▸ **Instructions for the task**:
From the data underneath, reproduce exactly the stretch that begins at the line with "self.index_head.store(entry.as_ptr(), Ordering::Release);" and ends after the line with "Replaces the index".

▸ **Data provided**:
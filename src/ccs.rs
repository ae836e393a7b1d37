//! The cost-centre-stack tree node and its memoised child index
//! (spec §3, "CostCentreStack"; spec §4.3, the `index_table`).
//!
//! The child index is a singly linked list of [`IndexEntry`] nodes, headed
//! by an `AtomicPtr`, exactly as in the original `IndexTable` (`next`-linked,
//! built by `addToIndexTable`). Once an entry is linked in it is never
//! mutated or unlinked outside of `prune_ccs_tree` (spec §4.5), which runs
//! single-threaded after mutators have quiesced (spec §5) — so lock-free
//! readers that loaded the head before a concurrent insert simply miss the
//! newest entry and either re-probe under the lock or (on the fast path in
//! `push`) fall through to the slow path.

use std::marker::PhantomData;
use std::ptr::NonNull;
use std::sync::atomic::{AtomicBool, AtomicPtr, AtomicU64, Ordering};

use crate::cc::{CcHandle, CostCentre};
use crate::ids::CcsId;

pub(crate) struct IndexEntry {
    pub(crate) cc: NonNull<CostCentre>,
    pub(crate) ccs: NonNull<Ccs>,
    pub(crate) back_edge: bool,
    next: *mut IndexEntry,
}

pub struct Ccs {
    id: CcsId,
    ctx_id: u64,
    cc: NonNull<CostCentre>,
    prev: Option<NonNull<Ccs>>,
    root: NonNull<Ccs>,
    depth: u32,
    index_head: AtomicPtr<IndexEntry>,
    selected: AtomicBool,
    scc_count: AtomicU64,
    time_ticks: AtomicU64,
    mem_alloc: AtomicU64,
    inherited_ticks: AtomicU64,
    inherited_alloc: AtomicU64,
}

impl Ccs {
    pub(crate) fn new(
        id: CcsId,
        ctx_id: u64,
        cc: NonNull<CostCentre>,
        prev: Option<NonNull<Ccs>>,
        root: NonNull<Ccs>,
        depth: u32,
    ) -> Self {
        Ccs {
            id,
            ctx_id,
            cc,
            prev,
            root,
            depth,
            index_head: AtomicPtr::new(std::ptr::null_mut()),
            selected: AtomicBool::new(false),
            scc_count: AtomicU64::new(0),
            time_ticks: AtomicU64::new(0),
            mem_alloc: AtomicU64::new(0),
            inherited_ticks: AtomicU64::new(0),
            inherited_alloc: AtomicU64::new(0),
        }
    }

    pub fn id(&self) -> CcsId {
        self.id
    }

    pub(crate) fn ctx_id(&self) -> u64 {
        self.ctx_id
    }

    /// Fixes up `root` to point at `self` once `self`'s own address is
    /// known (used only when constructing the `MAIN` singleton, whose
    /// `root` is itself — spec §3, "root... null only for the distinguished
    /// empty sentinel").
    ///
    /// # Safety
    /// Must only be called before `self` is reachable from more than one
    /// thread (i.e. during `ProfilerContext` construction).
    pub(crate) unsafe fn patch_root(&self, new_root: NonNull<Ccs>) {
        let self_mut = self as *const Ccs as *mut Ccs;
        (*self_mut).root = new_root;
    }

    /// Re-parents a built-in CCS under `MAIN` (spec §6, `init2`).
    ///
    /// # Safety
    /// Must only be called during `ProfilerContext::init2`, before any
    /// mutator thread has observed this node, matching the original's
    /// single-threaded re-parenting loop.
    pub(crate) unsafe fn patch_prev_and_depth(&self, prev: Option<NonNull<Ccs>>, depth: u32) {
        let self_mut = self as *const Ccs as *mut Ccs;
        (*self_mut).prev = prev;
        (*self_mut).depth = depth;
    }

    pub(crate) fn cc_ptr(&self) -> NonNull<CostCentre> {
        self.cc
    }

    pub fn cc(&self) -> &CostCentre {
        // SAFETY: `cc` points at a `CostCentre` owned by the same
        // `ProfilerContext` as `self`; both live until the context is
        // dropped (see `Registry::drop` / `ProfilerContext::drop`).
        unsafe { self.cc.as_ref() }
    }

    pub(crate) fn prev_ptr(&self) -> Option<NonNull<Ccs>> {
        self.prev
    }

    pub(crate) fn root_ptr(&self) -> NonNull<Ccs> {
        self.root
    }

    pub fn depth(&self) -> u32 {
        self.depth
    }

    pub fn selected(&self) -> bool {
        self.selected.load(Ordering::Relaxed)
    }

    pub(crate) fn set_selected(&self, value: bool) {
        self.selected.store(value, Ordering::Relaxed);
    }

    pub fn scc_count(&self) -> u64 {
        self.scc_count.load(Ordering::Relaxed)
    }

    /// Records one dynamic entry into the annotated region this CCS
    /// represents (spec §3: "number of entries into the annotated region
    /// while this stack was current").
    ///
    /// Distinct from [`Ccs::find_child`]/[`ProfilerContext::push`]: a CCS
    /// node is created once per distinct `(parent, cc)` pair, but the
    /// program may flow through that same annotated region many times
    /// (e.g. a loop) while it stays the current stack — each such flow-
    /// through is one call here, made by the generated code at the `scc`
    /// site itself, not by `push`.
    pub fn bump_scc_count(&self) {
        self.scc_count.fetch_add(1, Ordering::Relaxed);
    }

    pub fn time_ticks(&self) -> u64 {
        self.time_ticks.load(Ordering::Relaxed)
    }

    pub fn mem_alloc(&self) -> u64 {
        self.mem_alloc.load(Ordering::Relaxed)
    }

    /// Called by the tick sampler (spec §6, external interface contract:
    /// "a tick sample delivering `(current_ccs, ticks, words_allocated)`").
    pub fn record_sample(&self, ticks: u64, words_allocated: u64) {
        if ticks != 0 {
            self.time_ticks.fetch_add(ticks, Ordering::Relaxed);
        }
        if words_allocated != 0 {
            self.mem_alloc.fetch_add(words_allocated, Ordering::Relaxed);
        }
    }

    pub fn inherited_ticks(&self) -> u64 {
        self.inherited_ticks.load(Ordering::Relaxed)
    }

    pub fn inherited_alloc(&self) -> u64 {
        self.inherited_alloc.load(Ordering::Relaxed)
    }

    pub(crate) fn set_inherited(&self, ticks: u64, alloc: u64) {
        self.inherited_ticks.store(ticks, Ordering::Relaxed);
        self.inherited_alloc.store(alloc, Ordering::Relaxed);
    }

    /// Lock-free probe of the memoisation table (spec §4.3 step 2).
    pub(crate) fn find_child(&self, cc: NonNull<CostCentre>) -> Option<NonNull<Ccs>> {
        let mut entry = self.index_head.load(Ordering::Acquire);
        while let Some(e) = NonNull::new(entry) {
            // SAFETY: every `IndexEntry` reachable from `index_head` was
            // published by `push_entry` and is never freed before the
            // owning context is torn down.
            let e = unsafe { e.as_ref() };
            if e.cc == cc {
                return Some(e.ccs);
            }
            entry = e.next;
        }
        None
    }

    /// Links a new entry onto the head of the index table. Must only be
    /// called while the owning `ProfilerContext`'s tree-wide lock is held
    /// (spec §5, "Publication... must be visible to subsequent lock-free
    /// readers").
    pub(crate) fn push_entry(&self, entry: NonNull<IndexEntry>) {
        let old_head = self.index_head.load(Ordering::Relaxed);
        // SAFETY: `entry` was just allocated by the caller and is not yet
        // reachable from any thread.
        unsafe {
            (*entry.as_ptr()).next = old_head;
        }
        self.index_head.store(entry.as_ptr(), Ordering::Release);
    }

    /// Iterates index-table entries, most recently inserted first — used by
    /// every report-phase traversal (spec §4.5) and by `checkLoop`-style
    /// ancestor scans. Entries are never removed outside of
    /// `prune_ccs_tree`, which rebuilds the list wholesale while
    /// single-threaded (spec §4.5 step 5).
    pub(crate) fn entries(&self) -> IndexEntryIter<'_> {
        IndexEntryIter {
            cur: self.index_head.load(Ordering::Acquire),
            _marker: PhantomData,
        }
    }

    /// Replaces the index table wholesale (used only by `prune_ccs_tree`,
    /// which runs after mutators have quiesced).
    pub(crate) fn retain_entries(&self, keep: impl Fn(&IndexEntry) -> bool) -> Vec<NonNull<IndexEntry>> {
        let mut head = std::ptr::null_mut();
        let mut tail: *mut *mut IndexEntry = &mut head;
        let mut dropped = Vec::new();
        let mut cur = self.index_head.load(Ordering::Relaxed);
        while let Some(e) = NonNull::new(cur) {
            // SAFETY: see `find_child`.
            let next = unsafe { (*e.as_ptr()).next };
            if keep(unsafe { e.as_ref() }) {
                unsafe {
                    (*e.as_ptr()).next = std::ptr::null_mut();
                    *tail = e.as_ptr();
                    tail = &mut (*e.as_ptr()).next;
                }
            } else {
                dropped.push(e);
            }
            cur = next;
        }
        self.index_head.store(head, Ordering::Relaxed);
        dropped
    }
}

pub(crate) struct IndexEntryIter<'a> {
    cur: *mut IndexEntry,
    _marker: PhantomData<&'a IndexEntry>,
}

impl<'a> Iterator for IndexEntryIter<'a> {
    type Item = &'a IndexEntry;

    fn next(&mut self) -> Option<Self::Item> {
        let e = NonNull::new(self.cur)?;
        // SAFETY: see `Ccs::find_child`.
        let e_ref = unsafe { e.as_ref() };
        self.cur = e_ref.next;
        Some(e_ref)
    }
}

/// A handle to a [`Ccs`] owned by some [`crate::ProfilerContext`].
pub struct CcsHandle<'ctx> {
    pub(crate) ptr: NonNull<Ccs>,
    pub(crate) _marker: PhantomData<&'ctx Ccs>,
}

impl<'ctx> Clone for CcsHandle<'ctx> {
    fn clone(&self) -> Self {
        *self
    }
}
impl<'ctx> Copy for CcsHandle<'ctx> {}

impl<'ctx> PartialEq for CcsHandle<'ctx> {
    fn eq(&self, other: &Self) -> bool {
        self.ptr == other.ptr
    }
}
impl<'ctx> Eq for CcsHandle<'ctx> {}

impl<'ctx> std::hash::Hash for CcsHandle<'ctx> {
    fn hash<H: std::hash::Hasher>(&self, state: &mut H) {
        self.ptr.hash(state);
    }
}

impl<'ctx> std::fmt::Debug for CcsHandle<'ctx> {
    fn fmt(&self, f: &mut std::fmt::Formatter<'_>) -> std::fmt::Result {
        f.debug_struct("CcsHandle")
            .field("id", &self.get().id())
            .field("cc", &self.get().cc().label())
            .finish()
    }
}

// SAFETY: see the identical justification on `CcHandle`.
unsafe impl<'ctx> Send for CcsHandle<'ctx> {}
unsafe impl<'ctx> Sync for CcsHandle<'ctx> {}

impl<'ctx> CcsHandle<'ctx> {
    pub fn get(&self) -> &'ctx Ccs {
        // SAFETY: see `CcHandle::get`.
        unsafe { &*self.ptr.as_ptr() }
    }

    pub fn prev(&self) -> Option<CcsHandle<'ctx>> {
        self.get().prev_ptr().map(|ptr| CcsHandle {
            ptr,
            _marker: PhantomData,
        })
    }

    pub fn root(&self) -> CcsHandle<'ctx> {
        CcsHandle {
            ptr: self.get().root_ptr(),
            _marker: PhantomData,
        }
    }

    pub fn cc_handle(&self) -> CcHandle<'ctx> {
        CcHandle {
            ptr: self.get().cc_ptr(),
            _marker: PhantomData,
        }
    }

    /// Non-back-edge children, in most-recently-created-first order.
    pub(crate) fn children(&self) -> impl Iterator<Item = CcsHandle<'ctx>> {
        self.get().entries().filter(|e| !e.back_edge).map(|e| CcsHandle {
            ptr: e.ccs,
            _marker: PhantomData,
        })
    }
}

impl<'ctx> std::ops::Deref for CcsHandle<'ctx> {
    type Target = Ccs;
    fn deref(&self) -> &Ccs {
        self.get()
    }
}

▸ **Result**:
        self.index_head.store(entry.as_ptr(), Ordering::Release);
    }

    /// Iterates index-table entries, most recently inserted first — used by
    /// every report-phase traversal (spec §4.5) and by `checkLoop`-style
    /// ancestor scans. Entries are never removed outside of
    /// `prune_ccs_tree`, which rebuilds the list wholesale while
    /// single-threaded (spec §4.5 step 5).
    pub(crate) fn entries(&self) -> IndexEntryIter<'_> {
        IndexEntryIter {
            cur: self.index_head.load(Ordering::Acquire),
            _marker: PhantomData,
        }
    }

    /// Replaces the index table wholesale (used only by `prune_ccs_tree`,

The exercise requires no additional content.